Figure 4.

Figure 4.

Re-introduction of RNaseH2a is unable to rescue the developmental phenotype. (A) Embryos resulting from various crosses with homozygous rnaseh2a^−/− parents. (B) Survival curve of embryos with various homozygous parents (n = 110). (C) Schematic of predicted mechanism of detrimental phenotypes resulting from each parental cross. (D) RTqPCR analysis of a DNA damage sensitive p53 reporter (Δ113p53) shows significant upregulation of expression in all embryos resulting from a homozygote parent. ±SD, one-way ANOVA, **P <0.001 (n = 3, 20 pooled embryos). (E) Microinjection of RNaseH2a mRNA caused a more severe phenotype in embryos from a rnaseh2a^−/− incross compared with the control or uninjected embryos.
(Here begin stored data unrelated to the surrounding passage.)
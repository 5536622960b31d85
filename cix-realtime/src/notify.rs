//! User-facing notices: server notifications, protocol errors, and the
//! "real-time updates stopped" warning.
//!
//! Rendering is delegated to a [`NotificationSink`]; this module only maps
//! inbound payloads onto a presentation ([`Notice`]) using the configured
//! [`NotificationPolicy`].

use std::time::Duration;

use serde_json::Value;
use tracing::{error, info, warn};

use cix_core::config::NotificationConfig;
use cix_core::error::CixResult;

use crate::envelope::{ErrorMessage, NotificationLevel, NotificationPayload};

/// A notice ready to be shown to the user.
#[derive(Debug, Clone, PartialEq)]
pub struct Notice {
    pub level: NotificationLevel,
    pub title: String,
    pub content: String,
    pub action: Option<Value>,
    /// How long the notice stays on screen. `None` means until dismissed.
    pub duration: Option<Duration>,
    /// Whether an audible cue accompanies the notice.
    pub audible: bool,
}

impl Notice {
    pub fn is_durable(&self) -> bool {
        self.duration.is_none()
    }
}

/// Renders notices.
pub trait NotificationSink: Send + Sync + 'static {
    fn present(&self, notice: &Notice) -> CixResult<()>;
}

/// Default sink: writes notices to the log.
#[derive(Debug, Clone, Default)]
pub struct TracingNotificationSink;

impl NotificationSink for TracingNotificationSink {
    fn present(&self, notice: &Notice) -> CixResult<()> {
        match notice.level {
            NotificationLevel::Error => error!(
                durable = notice.is_durable(),
                "notification: {}: {}", notice.title, notice.content
            ),
            NotificationLevel::Warning => warn!("notification: {}: {}", notice.title, notice.content),
            _ => info!(
                severity = notice.level.as_str(),
                "notification: {}: {}", notice.title, notice.content
            ),
        }
        Ok(())
    }
}

/// Maps payloads onto notices.
#[derive(Debug, Clone)]
pub struct NotificationPolicy {
    pub enabled: bool,
    pub sound: bool,
    pub default_duration: Duration,
    pub error_duration: Duration,
}

impl Default for NotificationPolicy {
    fn default() -> Self {
        Self::from(&NotificationConfig::default())
    }
}

impl From<&NotificationConfig> for NotificationPolicy {
    fn from(config: &NotificationConfig) -> Self {
        Self {
            enabled: config.enabled,
            sound: config.sound,
            default_duration: Duration::from_millis(config.default_duration_ms),
            error_duration: Duration::from_millis(config.error_duration_ms),
        }
    }
}

impl NotificationPolicy {
    fn duration_for(&self, level: NotificationLevel) -> Duration {
        match level {
            NotificationLevel::Error => self.error_duration,
            _ => self.default_duration,
        }
    }

    fn audible_for(&self, level: NotificationLevel) -> bool {
        self.sound && matches!(level, NotificationLevel::Warning | NotificationLevel::Error)
    }

    /// Presentation for a server `notification` envelope.
    pub fn for_notification(&self, payload: &NotificationPayload) -> Notice {
        Notice {
            level: payload.level,
            title: payload.title.clone(),
            content: payload.content.clone(),
            action: payload.action.clone(),
            duration: Some(self.duration_for(payload.level)),
            audible: self.audible_for(payload.level),
        }
    }

    /// Transient presentation for a protocol `error` envelope.
    pub fn for_error(&self, err: &ErrorMessage) -> Notice {
        Notice {
            level: NotificationLevel::Error,
            title: "Server error".to_string(),
            content: err.message.clone(),
            action: None,
            duration: Some(self.error_duration),
            audible: self.audible_for(NotificationLevel::Error),
        }
    }

    /// Durable warning shown once automatic reconnection gives up.
    pub fn for_abandoned(&self, attempts: u32) -> Notice {
        Notice {
            level: NotificationLevel::Error,
            title: "Real-time updates stopped".to_string(),
            content: format!(
                "Lost connection to the server after {attempts} reconnect attempts. \
                 Data shown may be out of date; reload to reconnect."
            ),
            action: Some(serde_json::json!({ "type": "reload" })),
            duration: None,
            audible: self.audible_for(NotificationLevel::Error),
        }
    }
}

/// Sink plus policy, shared by the dispatcher and the connection manager.
#[derive(Clone)]
pub struct Notifier {
    sink: std::sync::Arc<dyn NotificationSink>,
    policy: NotificationPolicy,
}

impl Notifier {
    pub fn new(sink: std::sync::Arc<dyn NotificationSink>, policy: NotificationPolicy) -> Self {
        Self { sink, policy }
    }

    pub fn policy(&self) -> &NotificationPolicy {
        &self.policy
    }

    /// Present a notice. Failures are logged, never propagated.
    pub fn show(&self, notice: Notice) {
        if !self.policy.enabled {
            return;
        }
        if let Err(e) = self.sink.present(&notice) {
            warn!("failed to present notification '{}': {e}", notice.title);
        }
    }
}

impl Default for Notifier {
    fn default() -> Self {
        Self::new(std::sync::Arc::new(TracingNotificationSink), NotificationPolicy::default())
    }
}
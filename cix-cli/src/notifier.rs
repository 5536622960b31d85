//! Desktop presentation of built-in notices.

use notify_rust::{Notification, Timeout};
use tracing::debug;

use cix_core::constants::APP_NAME;
use cix_core::error::{CixError, CixResult};
use cix_realtime::{Notice, NotificationSink};

/// Sound theme name played for audible notices.
const ALERT_SOUND: &str = "message-new-instant";

/// Presents notices as native desktop notifications.
pub struct DesktopNotificationSink;

impl NotificationSink for DesktopNotificationSink {
    fn present(&self, notice: &Notice) -> CixResult<()> {
        let timeout = match notice.duration {
            Some(duration) => Timeout::Milliseconds(duration.as_millis().min(u32::MAX as u128) as u32),
            None => Timeout::Never,
        };

        let mut notification = Notification::new();
        notification
            .summary(&notice.title)
            .body(&notice.content)
            .appname(APP_NAME)
            .timeout(timeout);
        if notice.audible {
            notification.sound_name(ALERT_SOUND);
        }

        debug!("showing {} desktop notification: {}", notice.level, notice.title);
        notification
            .show()
            .map(|_| ())
            .map_err(|e| CixError::Notification(e.to_string()))
    }
}
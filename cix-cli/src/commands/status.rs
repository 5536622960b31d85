//! Status command - probe the update channel and show the connection status.

use std::time::{Duration, Instant};

use comfy_table::{modifiers::UTF8_ROUND_CORNERS, presets::UTF8_FULL, ContentArrangement, Table};
use console::style;
use serde_json::json;

use cix_core::config::ConfigHandle;
use cix_core::error::CixResult;
use cix_realtime::ConnectionState;

use crate::OutputFormat;

/// Run the status command.
pub async fn run(
    config: ConfigHandle,
    address: Option<String>,
    timeout_secs: u64,
    format: OutputFormat,
) -> CixResult<()> {
    let address = super::resolve_address(&config, address).await?;
    let cfg = config.snapshot().await;
    let manager = super::create_manager(&cfg, false);

    let start = Instant::now();
    let probe = tokio::time::timeout(
        Duration::from_secs(timeout_secs),
        super::connect_with_spinner(&manager, &address),
    )
    .await;
    let latency_ms = start.elapsed().as_millis();

    let error = match &probe {
        Ok(Ok(_)) => None,
        Ok(Err(e)) => Some(e.to_string()),
        Err(_) => Some(format!("timed out after {timeout_secs}s")),
    };
    let status = manager.status();
    manager.disconnect();

    match format {
        OutputFormat::Json => {
            let out = json!({
                "address": address,
                "reachable": error.is_none(),
                "latency_ms": latency_ms,
                "error": error,
                "status": status,
                "channels": cfg.realtime.channels,
                "notifications_enabled": cfg.notifications.enabled,
            });
            println!("{}", serde_json::to_string_pretty(&out).unwrap_or_default());
        }
        OutputFormat::Text => {
            println!("{}", style("Connection").bold().underlined());
            println!("  Endpoint:  {}", status.url.as_deref().unwrap_or(&address));
            let state = match status.state {
                ConnectionState::Connected => {
                    format!("{} ({}ms)", style("connected").green(), latency_ms)
                }
                ConnectionState::Abandoned => style("abandoned").red().to_string(),
                other => style(other.to_string()).yellow().to_string(),
            };
            println!("  Status:    {state}");
            if let Some(err) = &error {
                println!("  Error:     {}", style(err).red());
            }
            if let Some(since) = status.connected_since {
                println!("  Since:     {}", since.format("%Y-%m-%d %H:%M:%S UTC"));
            }

            println!();
            println!("{}", style("Real-time Settings").bold().underlined());
            let mut table = Table::new();
            table
                .load_preset(UTF8_FULL)
                .apply_modifier(UTF8_ROUND_CORNERS)
                .set_content_arrangement(ContentArrangement::Dynamic);
            table.set_header(vec!["Setting", "Value"]);
            table.add_row(vec![
                "Max reconnect attempts".to_string(),
                status.max_reconnect_attempts.to_string(),
            ]);
            table.add_row(vec![
                "Backoff".to_string(),
                format!("{}ms base, {}ms cap", cfg.realtime.base_delay_ms, cfg.realtime.max_delay_ms),
            ]);
            table.add_row(vec![
                "Keepalive".to_string(),
                format!("every {}s", cfg.realtime.keepalive_interval().as_secs()),
            ]);
            table.add_row(vec![
                "Channels".to_string(),
                if cfg.realtime.channels.is_empty() {
                    "-".to_string()
                } else {
                    cfg.realtime.channels.join(", ")
                },
            ]);
            table.add_row(vec![
                "Notifications".to_string(),
                if cfg.notifications.enabled { "on" } else { "off" }.to_string(),
            ]);
            println!("{table}");
        }
    }

    Ok(())
}
//! CyberIntel-X CLI - Command-line front end for the real-time update channel.
//!
//! Connects to the dashboard backend, streams pushed events to the terminal,
//! sends envelopes, and manages the client configuration file. Useful for
//! headless monitoring, scripting, and debugging the update channel.

mod commands;
mod notifier;

use std::path::PathBuf;

use clap::{Parser, Subcommand};
use tracing::info;

use cix_core::config::{AppConfig, ConfigHandle};
use cix_core::error::CixResult;
use cix_core::logging;

/// CyberIntel-X - real-time threat intelligence updates from the terminal.
#[derive(Parser)]
#[command(
    name = "cix",
    version,
    about = "CyberIntel-X real-time channel CLI",
    long_about = "A command-line client for the CyberIntel-X update channel.\n\
                   Listens for pushed threats, alerts, and sync updates and presents server notifications."
)]
struct Cli {
    /// Path to the configuration file.
    #[arg(short, long, global = true)]
    config: Option<PathBuf>,

    /// Enable verbose logging (debug level).
    #[arg(short, long, global = true)]
    verbose: bool,

    /// Output format (text, json).
    #[arg(short = 'f', long, global = true, default_value = "text")]
    format: OutputFormat,

    #[command(subcommand)]
    command: Commands,
}

/// Output format for CLI responses.
#[derive(Debug, Clone, Copy, clap::ValueEnum)]
pub enum OutputFormat {
    /// Human-readable text output.
    Text,
    /// JSON output for scripting.
    Json,
}

#[derive(Subcommand)]
enum Commands {
    /// Connect to the update channel and print incoming events.
    Listen(commands::listen::ListenArgs),
    /// Send one envelope and exit.
    Send(commands::send::SendArgs),
    /// Probe the update channel and show the connection status.
    Status {
        /// Endpoint address (overrides config).
        #[arg(short, long)]
        address: Option<String>,
        /// Seconds to wait for the connection before reporting.
        #[arg(short, long, default_value = "10")]
        timeout: u64,
    },
    /// View and modify the configuration file.
    Config {
        #[command(subcommand)]
        action: commands::config::ConfigAction,
    },
}

#[tokio::main]
async fn main() -> CixResult<()> {
    let cli = Cli::parse();

    // Load configuration
    let config_path = match cli.config {
        Some(path) => path,
        None => AppConfig::default_config_path()?,
    };
    let config = if config_path.exists() {
        AppConfig::load_from_file(&config_path)?
    } else {
        AppConfig::default()
    };

    // Initialize logging
    let log_dir = config
        .effective_log_dir()
        .unwrap_or_else(|_| PathBuf::from("logs"));
    let _guard = logging::init_from_config(&config.logging, &log_dir, cli.verbose)?;

    let config_handle = ConfigHandle::new(config);

    info!("CyberIntel-X CLI v{}", cix_core::constants::APP_VERSION);

    // Dispatch to command handlers
    match cli.command {
        Commands::Listen(args) => {
            commands::listen::run(config_handle, &config_path, args, cli.format).await
        }
        Commands::Send(args) => commands::send::run(config_handle, args, cli.format).await,
        Commands::Status { address, timeout } => {
            commands::status::run(config_handle, address, timeout, cli.format).await
        }
        Commands::Config { action } => {
            commands::config::run(config_handle, &config_path, action, cli.format).await
        }
    }
}
//! Outbound queue for envelopes sent while the link is down.

use std::collections::VecDeque;

use tracing::{debug, warn};

use crate::envelope::Envelope;

/// FIFO buffer of envelopes awaiting transmission.
#[derive(Debug, Default)]
pub struct OutboundQueue {
    items: VecDeque<Envelope>,
}

impl OutboundQueue {
    pub fn new() -> Self {
        Self::default()
    }

    /// Append to the tail.
    pub fn push(&mut self, envelope: Envelope) {
        self.items.push_back(envelope);
    }

    pub fn len(&self) -> usize {
        self.items.len()
    }

    pub fn is_empty(&self) -> bool {
        self.items.is_empty()
    }

    /// Transmit queued envelopes head to tail, one at a time.
    ///
    /// Stops at the first envelope `transmit` rejects; that envelope and
    /// everything behind it stay queued in their original order. Returns the
    /// number transmitted.
    pub fn drain_with<F>(&mut self, mut transmit: F) -> usize
    where
        F: FnMut(&Envelope) -> bool,
    {
        let mut sent = 0;
        while let Some(envelope) = self.items.pop_front() {
            if transmit(&envelope) {
                sent += 1;
            } else {
                warn!(
                    "flush stopped at queued '{}' envelope, {} left queued",
                    envelope.kind(),
                    self.items.len() + 1
                );
                self.items.push_front(envelope);
                break;
            }
        }
        if sent > 0 {
            debug!("flushed {sent} queued envelope(s)");
        }
        sent
    }

    /// Kinds of the queued envelopes, head first.
    pub fn kinds(&self) -> Vec<String> {
        self.items.iter().map(|e| e.kind().to_string()).collect()
    }
}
Embryos from a wild-type incross were uninjected. (F) Quantification of embryo size, ±SD, two-way ANOVA, ****P <0.0001 (n = 16). (G) Gel analysis of alkaline treated DNA from testes of adult males show an increase in ribonucleotides in rnaseh2a^-/- adult males. (H) Density plot of alkaline treatment of testes from adult zebrafish. (I) Ratio of long to short DNA fragments is significantly reduced in rnaseh2a^−/− testes DNA after alkaline treatment. Student's t-test, n = 3 ± SEM, *P< 0.05. (J) Microinjection of a p53 morpholino visibly improves the development of all embryos with one or two homozygous parents (injected embryos are from same batch as the embryos shown panel A).